Mentre in Italia slitta di qualche mese la data di inizio per l’obbligo della polizza rischi catastrofali per le imprese, in Europa si studia come creare uno strumento comune di sensibilizzazione sul rischio delle catastrofi naturali e le misure di prevenzione.
Il Consiglio dei Ministri con il decreto milleproroghe ha posticipato al 31/03/2025 la data per rendere operativo l’obbligo di assicurazione per 4,5 milioni di imprese, su terremoti, frane, alluvioni,nondazioni,esondazioni. Obbligo che dovrà far salire la attenzione alla tutela dalle calamità naturali, visto che in Italia solo il 5% delle imprese ha una polizza al riguardo.
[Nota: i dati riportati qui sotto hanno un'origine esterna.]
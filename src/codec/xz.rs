//! XZ and legacy LZMA-alone codecs.
//!
//! Both containers are handled by liblzma through `xz2`. The generic level
//! maps directly onto the liblzma preset (0-9).

use std::io::{self, Read, Write};

use xz2::read::XzDecoder as LzmaReader;
use xz2::stream::{LzmaOptions, Stream};
use xz2::write::XzEncoder as LzmaWriter;

use super::{CodecMethod, Decoder, Encoder};

/// XZ / LZMA encoder options.
#[derive(Debug, Clone)]
pub struct XzEncoderOptions {
    /// liblzma preset (0-9, default 6).
    pub preset: u32,
}

impl Default for XzEncoderOptions {
    fn default() -> Self {
        Self { preset: 6 }
    }
}

impl XzEncoderOptions {
    /// Creates options with the given compression level.
    pub fn with_level(level: u32) -> Self {
        Self {
            preset: level.min(9),
        }
    }
}

/// XZ decoder.
///
/// Concatenated `.xz` streams are decoded as one.
pub struct XzDecoder<R: Read> {
    inner: LzmaReader<R>,
}

impl<R: Read> std::fmt::Debug for XzDecoder<R> {
    fn fmt(&self, f: &mut std::fmt::Formatter<'_>) -> std::fmt::Result {
        f.debug_struct("XzDecoder").finish_non_exhaustive()
    }
}

impl<R: Read + Send> XzDecoder<R> {
    /// Creates a new XZ decoder.
    pub fn new(input: R) -> Self {
        Self {
            inner: LzmaReader::new_multi_decoder(input),
        }
    }
}

impl<R: Read + Send> Read for XzDecoder<R> {
    fn read(&mut self, buf: &mut [u8]) -> io::Result<usize> {
        self.inner.read(buf)
    }
}

impl<R: Read + Send> Decoder for XzDecoder<R> {
    fn method(&self) -> Option<CodecMethod> {
        Some(CodecMethod::Xz)
    }
}

/// XZ encoder.
pub struct XzEncoder<W: Write> {
    inner: LzmaWriter<W>,
}

impl<W: Write> std::fmt::Debug for XzEncoder<W> {
    fn fmt(&self, f: &mut std::fmt::Formatter<'_>) -> std::fmt::Result {
        f.debug_struct("XzEncoder").finish_non_exhaustive()
    }
}

impl<W: Write + Send> XzEncoder<W> {
    /// Creates a new XZ encoder.
    pub fn new(output: W, options: &XzEncoderOptions) -> Self {
        Self {
            inner: LzmaWriter::new(output, options.preset),
        }
    }

    /// Finishes encoding and returns the underlying writer.
    pub fn try_finish(self) -> io::Result<W> {
        self.inner.finish()
    }
}

impl<W: Write + Send> Write for XzEncoder<W> {
    fn write(&mut self, buf: &[u8]) -> io::Result<usize> {
        self.inner.write(buf)
    }

    fn flush(&mut self) -> io::Result<()> {
        self.inner.flush()
    }
}

impl<W: Write + Send> Encoder for XzEncoder<W> {
    fn method(&self) -> Option<CodecMethod> {
        Some(CodecMethod::Xz)
    }

    fn finish(self: Box<Self>) -> io::Result<()> {
        self.inner.finish()?;
        Ok(())
    }
}

/// Decoder for the legacy `.lzma` container.
pub struct LzmaAloneDecoder<R: Read> {
    inner: LzmaReader<R>,
}

impl<R: Read> std::fmt::Debug for LzmaAloneDecoder<R> {
    fn fmt(&self, f: &mut std::fmt::Formatter<'_>) -> std::fmt::Result {
        f.debug_struct("LzmaAloneDecoder").finish_non_exhaustive()
    }
}

impl<R: Read + Send> LzmaAloneDecoder<R> {
    /// Creates a new LZMA-alone decoder with no memory limit.
    pub fn new(input: R) -> io::Result<Self> {
        let stream = Stream::new_lzma_decoder(u64::MAX).map_err(io::Error::other)?;
        Ok(Self {
            inner: LzmaReader::new_stream(input, stream),
        })
    }
}

impl<R: Read + Send> Read for LzmaAloneDecoder<R> {
    fn read(&mut self, buf: &mut [u8]) -> io::Result<usize> {
        self.inner.read(buf)
    }
}

impl<R: Read + Send> Decoder for LzmaAloneDecoder<R> {
    fn method(&self) -> Option<CodecMethod> {
        Some(CodecMethod::Lzma)
    }
}

/// Encoder for the legacy `.lzma` container.
pub struct LzmaAloneEncoder<W: Write> {
    inner: LzmaWriter<W>,
}

impl<W: Write> std::fmt::Debug for LzmaAloneEncoder<W> {
    fn fmt(&self, f: &mut std::fmt::Formatter<'_>) -> std::fmt::Result {
        f.debug_struct("LzmaAloneEncoder").finish_non_exhaustive()
    }
}

impl<W: Write + Send> LzmaAloneEncoder<W> {
    /// Creates a new LZMA-alone encoder.
    pub fn new(output: W, options: &XzEncoderOptions) -> io::Result<Self> {
        let lzma_options = LzmaOptions::new_preset(options.preset).map_err(io::Error::other)?;
        let stream = Stream::new_lzma_encoder(&lzma_options).map_err(io::Error::other)?;
        Ok(Self {
            inner: LzmaWriter::new_stream(output, stream),
        })
    }

    /// Finishes encoding and returns the underlying writer.
    pub fn try_finish(self) -> io::Result<W> {
        self.inner.finish()
    }
}

impl<W: Write + Send> Write for LzmaAloneEncoder<W> {
    fn write(&mut self, buf: &[u8]) -> io::Result<usize> {
        self.inner.write(buf)
    }

    fn flush(&mut self) -> io::Result<()> {
        self.inner.flush()
    }
}

impl<W: Write + Send> Encoder for LzmaAloneEncoder<W> {
    fn method(&self) -> Option<CodecMethod> {
        Some(CodecMethod::Lzma)
    }

    fn finish(self: Box<Self>) -> io::Result<()> {
        self.inner.finish()?;
        Ok(())
    }
}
EIOPA, l’ autorità europea delle assicurazioni ha pubblicato il 26 novembre un documento per sensibilizzaresui rischi delle catastrofi naturali e le relative misure di prevenzione per i cittadini europei.
Il documento, BLUEPRINT FOR AN AWARENESS TOOL FOR NATURAL CATASTROPHE RISKS AND PREVENTION MEASURES, si focalizza sull’importanza di sensibilizzare i cittadini sui rischi legati alle catastrofi naturali, come terremoti, inondazioni e incendi, causati dall’aumento delle temperature globali, con l’obiettivo di ridurre il divario di protezione assicurativa e migliorare la resilienza della società ai cambiamenti climatici. Attraverso l’analisi di 66 strumenti globali che variano per portata geografica, tipo di pericoli coperti e modalità di personalizzazione, si punta a introdurre raccomandazioni pratiche per la prevenzione. L’obiettivo e’ quello di giungere ad uno strumento digitale comunitario che fornisca informazioni sui rischi locali, misure di prevenzione e dettagli sull’assicurazione. E possa dare un “punteggio” sul rischio catastrofi naturali – con scale numeriche o mappe interattive – per le singole ubicazioni, con valutazioni basate su dati storici, attuali e futuri. L’importanza delle Misure di Prevenzione si concentra su raccomandazioni per proteggere le proprietà, come migliorare i tetti o rinforzare le strutture contro eventi estremi ed informazioni assicurative per migliorare la consapevolezza sui termini delle polizze.Aumentare la consapevolezza nsui rischi NATCAT può’ avvenire con l’integrazione dello strumento digitale nei processi di acquisto di case o polizze assicurative oltre al coinvolgimento di stakeholder per incoraggiare l’adozione di misure di prevenzione. Gli stakeholder hanno tempo fino al 28 febbraio 2025 per inviare i loro commenti al documento di consultazione.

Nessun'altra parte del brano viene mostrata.